Samuel Jackson Sanders was born in Naperville, Illinois to
white parents. When Sam was four, his father abandoned him
and his mother, called Moms. Samuel Kennedy Sanders was born
in Cameroon, a country on the western coast of Africa, and
was left at age three in a bucket in front of a church. Sam
J. and Sam K. became brothers when Moms adopted the latter
and brought him up in Naperville.
Smart’s play opens with the two Sams playing one-on-one basketball
on a somewhat bleak public court in Naperville. It’s a canny
setting, deftly realized in Adam Stockhausen’s adaptable set,
and from the start we get an immediate sense of the brothers’

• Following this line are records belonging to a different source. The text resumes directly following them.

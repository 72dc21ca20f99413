//! Static pages: index, partition list, health, Prometheus metrics.

use super::{html_escape, Reply};
use crate::consts::{ENDPOINT_FILESYSTEM, ENDPOINT_PARTS};
use crate::ident::Salt;
use crate::metrics;
use crate::volume::Volume;

pub fn index_page() -> Reply {
    Reply::html(200, format!("<a href=\"{}\">Partitions</a><br />", ENDPOINT_PARTS))
}

/// Anything that is not routed anywhere else.
pub fn root_not_found() -> Reply {
    Reply::text(404, "404: page not found")
}

/// Partition index: one link per volume of the current snapshot.
pub fn parts_page(volumes: &[Volume], salt: &Salt) -> Reply {
    let mut out = String::new();
    out.push_str("<h1>Partitions</h1></ br>");
    out.push_str("<a href=\"/\">Back</a><br /><br />");

    for v in volumes {
        let href = format!("{}/{}/", ENDPOINT_FILESYSTEM, salt.derive(&v.device, &v.mount_point));
        let label = format!("{} -> {}", v.device, v.mount_point);
        // [fstype, opts]
        let details = serde_json::json!([v.fstype, v.opts]).to_string();
        out.push_str(&format!(
            "<a href=\"{}\">{}</a><pre>{}</pre><br />",
            href,
            html_escape(&label),
            html_escape(&details)
        ));
    }
    Reply::html(200, out)
}

pub fn health_page() -> Reply {
    Reply::text(200, "OK\n")
}

pub fn metrics_page(routes: usize) -> Reply {
    let m = metrics::snapshot();
    let mut out = String::new();

    let ver = env!("CARGO_PKG_VERSION");
    out.push_str("# HELP partserve_build_info Build info.\n");
    out.push_str("# TYPE partserve_build_info gauge\n");
    out.push_str(&format!("partserve_build_info{{version=\"{}\"}} 1\n", ver));

    // --- Discovery ---
    out.push_str("# HELP partserve_polls_total Discovery polls (successful and failed).\n");
    out.push_str("# TYPE partserve_polls_total counter\n");
    out.push_str(&format!("partserve_polls_total {}\n", m.polls_total));

    out.push_str("# HELP partserve_poll_failures_total Discovery polls where enumeration failed.\n");
    out.push_str("# TYPE partserve_poll_failures_total counter\n");
    out.push_str(&format!("partserve_poll_failures_total {}\n", m.poll_failures_total));

    out.push_str("# HELP partserve_volumes Volumes in the current snapshot.\n");
    out.push_str("# TYPE partserve_volumes gauge\n");
    out.push_str(&format!("partserve_volumes {}\n", m.volumes_current));

    // --- Routes ---
    out.push_str("# HELP partserve_routes Registered volume routes.\n");
    out.push_str("# TYPE partserve_routes gauge\n");
    out.push_str(&format!("partserve_routes {}\n", routes));

    out.push_str("# HELP partserve_routes_registered_total Route registrations since start.\n");
    out.push_str("# TYPE partserve_routes_registered_total counter\n");
    out.push_str(&format!("partserve_routes_registered_total {}\n", m.routes_registered_total));

    // --- HTTP ---
    out.push_str("# HELP partserve_requests_total HTTP requests handled.\n");
    out.push_str("# TYPE partserve_requests_total counter\n");
    out.push_str(&format!("partserve_requests_total {}\n", m.requests_total));

    out.push_str("# HELP partserve_requests_not_found_total HTTP requests answered with 404.\n");
    out.push_str("# TYPE partserve_requests_not_found_total counter\n");
    out.push_str(&format!("partserve_requests_not_found_total {}\n", m.requests_not_found_total));

    Reply::new(200)
        .with_header("Content-Type", "text/plain; version=0.0.4")
        .with_body(out.into_bytes())
}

mutual love, as well as an initially unspoken rivalry. As
the two shoot hoops and check each other, the tensions of
their backstory become more apparent.
Sam J. is a college dropout with an understated propensity
for injuring Sam K. In the past, he has broken K’s nose, and
during the present game he will cause K. a torn ligament in
his leg. (I’d jettison the cane that K. is given in the second
act. Given Odera’s movements it doesn’t seem that K. really
needs it. It also seems an unnecessary and too-obvious symbol.)
But these are nothing compared to what will happen in the
future.
Sam K, the more conservative brother, has just graduated from
college, is critical of J’s treatment of his girlfriend, and
is apparently Moms’ favorite.
The play’s themes of family, identity and home begin to coalesce
when J. presents K. with an unusual graduation present: airplane
tickets to Cameroon for the two of them. J. is certain that
K. will want to see where he was born, a supposition that
is countered by K. (in an especially well-written passage)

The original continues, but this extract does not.